Não é o Presidente quem faz as leis, somente as promulga, não é ele quem implementa as medidas constantes nos programas eleitorais sufragados nas legislativas, nem tão pouco é ele quem escolhe os protagonistas dos diversos orgãos de decisão estatais, responsáveis pela boa governação.

Ou seja, o Presidente não pode, nem deve, ser directamente responsabilizado por uma calamidade que poderia ser evitada por adequadas acções preventivas, quando não tem em mãos o poder de as executar.

Todas as tarefas que visem esse fim são da estrita competência do governo, único órgão de soberania que possui as ferramentas necessárias para a adopção das medidas que procurem  evitar mais vítimas em consequência de incêndios descontrolados.

Se se repetirem os infindáveis erros que estiveram na origem da atabalhoada resposta no combate aos fogos na última estação quente, e em que todas as entidades integradas no sistema de protecção civil ficaram mal na fotografia, o governo terá de ser duramente responsabilizado e, consequentemente, penalizado, por essa incúria, não podendo, desta vez, voltar a sair incólume das trapalhadas em que se envolveu.

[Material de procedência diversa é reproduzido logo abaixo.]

//! Request ID middleware.
//!
//! Every response carries an `x-request-id` header. An ID supplied by the
//! caller is echoed back; otherwise a UUID v4 is generated. The ID is also
//! recorded in the request span and tagged on the Sentry scope.

use axum::{extract::Request, http::HeaderValue, middleware::Next, response::Response};
use tracing::Span;
use uuid::Uuid;

/// The HTTP header name for request IDs.
pub const REQUEST_ID_HEADER: &str = "x-request-id";

/// Attach a request ID to the span, the Sentry scope and the response.
pub async fn request_id_middleware(request: Request, next: Next) -> Response {
    let request_id = request
        .headers()
        .get(REQUEST_ID_HEADER)
        .and_then(|h| h.to_str().ok())
        .filter(|id| !id.is_empty())
        .map_or_else(|| Uuid::new_v4().to_string(), String::from);

    Span::current().record("request_id", request_id.as_str());
    sentry::configure_scope(|scope| {
        scope.set_tag("request_id", &request_id);
    });

    let mut response = next.run(request).await;
    if let Ok(value) = HeaderValue::from_str(&request_id) {
        response.headers_mut().insert(REQUEST_ID_HEADER, value);
    }

    response
}

#[cfg(test)]
#[allow(clippy::unwrap_used)]
mod tests {
    use axum::{Router, body::Body, middleware, routing::get};
    use tower::ServiceExt;

    use super::*;

    fn app() -> Router {
        Router::new()
            .route("/", get(|| async { "ok" }))
            .layer(middleware::from_fn(request_id_middleware))
    }

    #[tokio::test]
    async fn test_generates_id() {
        let response = app()
            .oneshot(Request::builder().uri("/").body(Body::empty()).unwrap())
            .await
            .unwrap();

        let id = response.headers().get(REQUEST_ID_HEADER).unwrap();
        assert!(Uuid::parse_str(id.to_str().unwrap()).is_ok());
    }

    #[tokio::test]
    async fn test_echoes_upstream_id() {
        let response = app()
            .oneshot(
                Request::builder()
                    .uri("/")
                    .header(REQUEST_ID_HEADER, "edge-42")
                    .body(Body::empty())
                    .unwrap(),
            )
            .await
            .unwrap();

        assert_eq!(response.headers().get(REQUEST_ID_HEADER).unwrap(), "edge-42");
    }
}
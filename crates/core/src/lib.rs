//! QuickBite Core - Shared types and state logic.
//!
//! This crate provides the domain model used by the storefront:
//! - the static food catalog
//! - the cart and favorites state with its reducer-style operations
//! - the simulated order progress state machine
//!
//! # Architecture
//!
//! The core crate contains only types and pure logic - no I/O, no async
//! runtime, no HTTP. Persistence and timers live in `quickbite-storefront`.
//!
//! # Modules
//!
//! - [`types`] - Newtype wrappers for type-safe IDs, prices and order stages
//! - [`catalog`] - Read-only categories, food items and restaurants
//! - [`cart`] - Cart lines, favorites and [`CartState`]
//! - [`tracking`] - Order progress through [`OrderStage`]s

#![cfg_attr(not(test), forbid(unsafe_code))]

pub mod cart;
pub mod catalog;
pub mod tracking;
pub mod types;

pub use cart::{CartLine, CartState, FavoriteSet, Slice};
pub use catalog::{Catalog, CatalogFilter, Category, FoodItem, Restaurant};
pub use tracking::{OrderProgress, StageStatus};
pub use types::*;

Não basta demitir-se uma pobre ministra que, coitada, viu-se logo que não tinha jeitinho nenhum para aquilo, safando-se os verdadeiros culpados que, cobardemente, foram incapazes de assumirem a incompetência em que se especializaram.

Neste republicanismo em que os poderes presidenciais são bastante diminutos, sobra um que tem de ser exercido quando razões suficientemente fortes o justifiquem: o da demissão do governo.

Marcelo dispõe dessa faculdade e quando o interrogaram se a poderá usar, ou esquivava-se a responder, por considerar a pergunta inoportuna, ou respondia afirmativamente, porque é precisamente isso que dele se exige.

Se nova tragédia vier a enlutar os portugueses, em circunstância alguma se deverá punir os inocentes e absolver novamente os culpados.

A provar-se descoordenação e desleixo, como os recentes conflitos observados na protecção civil parecem indiciar que para aí caminhamos, é o governo que terá de ir para a rua e nunca o Presidente!